President Cyril Ramaphosa appears to have heeded a call from South Africans to rein in Communications Minister Stella Ndabeni-Abrahams for allegedly violating lockdown rules.
He said on Tuesday: “I have seen the picture of Minister Ndabeni-Abrahams sitting at the luncheon with a number of friends and other people. I have asked her to come and see me, so she is going to come and see me and I am going to have a discussion with her about the impact of visuals…”
ANC deputy secretary-general Jessie Duarte has also called on ANC senior members to observe the lockdown rules and set the example, and not take photos of opulent living.
UPDATE: Mduduzi Manana now accused of lying to cover for Ndabeni-Abrahams
This after former deputy minister of higher education and training Mduduzi Manana shared a picture of the two, along with others, having a meal at his house.
According to the 21-day lockdown regulations implemented by government, people are only allowed to go to stores to get essential items or if they are rendering essential services. They should not be going to each other’s houses for a bite to eat.
According to the picture posted, and later deleted by Manana, Ndabeni-Abrahams stopped by Manana’s house for a meal on her way back from “executing” essential services.
He wrote: “It was great to host a former colleague and dear sister Cde Stella Ndabeni-Abrahams (minister of communications and digital technologies) on her way back from executing critical and essential services required for the effective functioning of our country during the nationwide lockdown.”
People have called on Ramaphosa to take action against the minister amid this lockdown that has seen thousands of South Africans being arrested for disobeying the regulations.
Manana told Jacaranda FM: “I think the minister must respond for herself because I was home and she was working nearby, so it was not dinner per se.”
DA MP Phumzile Van Damme said she would be writing to Ramaphosa to take action against the minister.
“We will be writing to President Cyril Ramaphosa this afternoon about Stella Ndabeni-Abrahams breaking lockdown rules. She is a leader and must set an example. I hope he takes strong action against her,” she said.
“An important thing to note here: while MPs (she is one) are considered an essential service, visiting Mdu Manana (he is not a public representative) does NOT constitute the discharging of a duty related to her office. She mustn’t even try it with that excuse.”
In 2018 Manana announced through his foundation that he was voluntarily resigning as a member of parliament for the ANC despite the National Prosecuting Authority (NPA) declining to prosecute him for alleged assault against his domestic worker.
He said he had waited for his name to be “cleared” as quitting earlier would have been an “admission of guilt”, despite mounting pressure from even those within his own party.
Manana said the NPA’s decision left him feeling “totally exonerated”.

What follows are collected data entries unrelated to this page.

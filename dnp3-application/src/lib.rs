//! Application layer for the DNP3 outstation
//!
//! This crate provides:
//! - Application header parsing and encoding
//! - Object header parsing with point enumeration
//! - Encoders for the supported object groups and variations
//! - The response fragment builder
//! - The object dispatch registry consulted by the session

pub mod header;
pub mod parse;
pub mod objects;
pub mod controls;
pub mod builder;
pub mod dispatch;

pub use header::{confirm_fragment, RequestHeader, ResponseHeader, REQUEST_HEADER_SIZE, RESPONSE_HEADER_SIZE};
pub use parse::{parse_header, HeaderRange, ObjectHeader, ObjectSize, PointRef};
pub use objects::{PointSize, Variation};
pub use controls::{
    analog_output_size, decode_analog_output, decode_crob, encode_analog_output, encode_crob,
    CROB_SIZE,
};
pub use builder::{FragmentBuilder, MIN_FRAGMENT_SIZE};
pub use dispatch::{
    ControlEntry, ControlKind, ObjectKey, ObjectRegistry, ReadEntry, ReadHandler, ReadPass,
    SizeCheck, VariationKey, WriteHandler, REGISTRY,
};
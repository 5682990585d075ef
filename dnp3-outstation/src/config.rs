//! Session configuration

use dnp3_application::builder::MIN_FRAGMENT_SIZE;
use dnp3_core::{ClassMask, Dnp3Error, Dnp3Result, FunctionCode, FunctionCodeMask};
use serde::{Deserialize, Serialize};
use std::time::Duration;

/// Write operations permitted in broadcast requests
#[derive(Debug, Clone, Copy, PartialEq, Eq, Serialize, Deserialize)]
pub struct BroadcastWrites {
    /// Group 50 variation 1
    pub clock: bool,
    /// Group 50 variation 3
    pub last_recorded_time: bool,
    /// Group 80 variation 1 (clearing the restart bit)
    pub cold_restart_iin: bool,
    /// Any other written object
    pub other: bool,
}

impl Default for BroadcastWrites {
    fn default() -> Self {
        Self {
            clock: true,
            last_recorded_time: true,
            cold_restart_iin: true,
            other: false,
        }
    }
}

/// Unsolicited response policy
#[derive(Debug, Clone, PartialEq, Serialize, Deserialize)]
pub struct UnsolicitedConfig {
    /// Whether the session may send unsolicited responses at all
    pub allowed: bool,
    /// Send a null unsolicited response when the session comes online
    pub send_initial_null: bool,
    /// Classes enabled before the master sends ENABLE_UNSOLICITED
    pub initial_classes: ClassMask,
    /// Per-class event count that triggers a response
    pub max_events: [usize; 3],
    /// Per-class delay after the first pending event before a response
    pub max_delay: [Duration; 3],
    /// Time to wait for the master's confirm
    pub confirm_timeout: Duration,
    /// Retries at `retry_delay` before switching to the offline delay
    pub max_retries: u32,
    pub retry_delay: Duration,
    /// Delay between retries once `max_retries` is exhausted, `None` stops retrying
    pub offline_retry_delay: Option<Duration>,
    /// Resend the exact previous fragment instead of regathering events
    pub identical_retry: bool,
}

impl Default for UnsolicitedConfig {
    fn default() -> Self {
        Self {
            allowed: false,
            send_initial_null: true,
            initial_classes: ClassMask::NONE,
            max_events: [5, 5, 5],
            max_delay: [Duration::from_secs(5); 3],
            confirm_timeout: Duration::from_secs(10),
            max_retries: 3,
            retry_delay: Duration::from_secs(5),
            offline_retry_delay: Some(Duration::from_secs(60)),
            identical_retry: false,
        }
    }
}

/// Configuration of one outstation session
#[derive(Debug, Clone, PartialEq, Serialize, Deserialize)]
pub struct SessionConfig {
    /// Link address of this outstation
    pub source: u16,
    /// Link address of the master
    pub destination: u16,
    /// Discard requests whose source is not `destination`
    pub validate_source_address: bool,
    /// Function codes accepted in unicast requests
    pub enabled_functions: FunctionCodeMask,
    /// Function codes accepted in broadcast requests
    pub broadcast_functions: FunctionCodeMask,
    pub broadcast_writes: BroadcastWrites,
    /// Largest response fragment in bytes
    pub max_fragment_size: usize,
    pub allow_multi_fragment: bool,
    /// Request confirmation of every non-final fragment
    pub multi_fragment_confirm: bool,
    pub select_timeout: Duration,
    /// Time to wait for confirmation of a solicited response
    pub app_confirm_timeout: Duration,
    /// Largest number of controls executed per request
    pub max_controls_per_request: usize,
    /// Event capacity per point type
    pub event_buffer_size: usize,
    /// Period of the database change scan, `None` disables scanning
    pub event_scan_period: Option<Duration>,
    /// Set the need-time indication when the session opens
    pub need_time: bool,
    /// Encode ACTIVATE_CONFIG status with qualifier 0x07 instead of 0x5B
    pub send_obj91_resp_qual7: bool,
    pub unsolicited: UnsolicitedConfig,
}

impl Default for SessionConfig {
    fn default() -> Self {
        Self {
            source: 4,
            destination: 3,
            validate_source_address: false,
            enabled_functions: FunctionCodeMask::all_supported(),
            broadcast_functions: FunctionCodeMask::broadcast_default(),
            broadcast_writes: BroadcastWrites::default(),
            max_fragment_size: 2048,
            allow_multi_fragment: true,
            multi_fragment_confirm: false,
            select_timeout: Duration::from_secs(5),
            app_confirm_timeout: Duration::from_secs(10),
            max_controls_per_request: 16,
            event_buffer_size: 100,
            event_scan_period: None,
            need_time: false,
            send_obj91_resp_qual7: false,
            unsolicited: UnsolicitedConfig::default(),
        }
    }
}

impl SessionConfig {
    pub fn new(source: u16, destination: u16) -> Self {
        Self {
            source,
            destination,
            ..Self::default()
        }
    }

    pub fn with_unsolicited(mut self, unsolicited: UnsolicitedConfig) -> Self {
        self.unsolicited = unsolicited;
        self
    }

    pub fn with_max_fragment_size(mut self, size: usize) -> Self {
        self.max_fragment_size = size;
        self
    }

    pub fn with_function(mut self, function: FunctionCode, enabled: bool) -> Self {
        self.enabled_functions = if enabled {
            self.enabled_functions.with(function)
        } else {
            self.enabled_functions.without(function)
        };
        self
    }

    /// Check the configuration for values the session cannot work with
    ///
    /// # Errors
    /// Returns `Dnp3Error::Config` describing the first invalid value
    pub fn validate(&self) -> Dnp3Result<()> {
        if self.source >= 0xFFF0 {
            return Err(Dnp3Error::Config(format!(
                "Source address 0x{:04X} is reserved",
                self.source
            )));
        }
        if self.max_fragment_size < MIN_FRAGMENT_SIZE {
            return Err(Dnp3Error::Config(format!(
                "Fragment size {} below minimum {}",
                self.max_fragment_size, MIN_FRAGMENT_SIZE
            )));
        }
        if self.event_buffer_size == 0 {
            return Err(Dnp3Error::Config("Event buffer size must be non-zero".into()));
        }
        if self.max_controls_per_request == 0 {
            return Err(Dnp3Error::Config(
                "At least one control per request must be allowed".into(),
            ));
        }
        if self.select_timeout.is_zero() || self.app_confirm_timeout.is_zero() {
            return Err(Dnp3Error::Config("Timeouts must be non-zero".into()));
        }
        if self.unsolicited.allowed && self.unsolicited.confirm_timeout.is_zero() {
            return Err(Dnp3Error::Config(
                "Unsolicited confirm timeout must be non-zero".into(),
            ));
        }
        if self.unsolicited.max_events.contains(&0) {
            return Err(Dnp3Error::Config(
                "Unsolicited max events must be at least one per class".into(),
            ));
        }
        Ok(())
    }
}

It was reported that his domestic worker Christine Wiro withdrew a case of assault against him after he allegedly pushed her down the stairs at his home. He was also caught on a recording offering her R100,000 as a “consolation” after she went to the police.
Wiro later explained that she didn’t want to pursue the case since Manana was a powerful man.
Manana said he had decided to resign after about a decade in the National Assembly so that he could focus on campaigning for the ANC, and on his business and academic interests.
He said that in the spirit of Ramaphosa’s Thuma Mina campaign he would be donating a portion of his pension to charity, with R1 million going to a men’s group fighting abuse, and another R500,000 to a group distributing sanitary pads.
He also committed to funding the Unisa studies of five students, to increase “their capacity” to understand local gender relations.
Manana concluded by committing himself to combating sexual and gender-based violence “wherever it manifests itself”.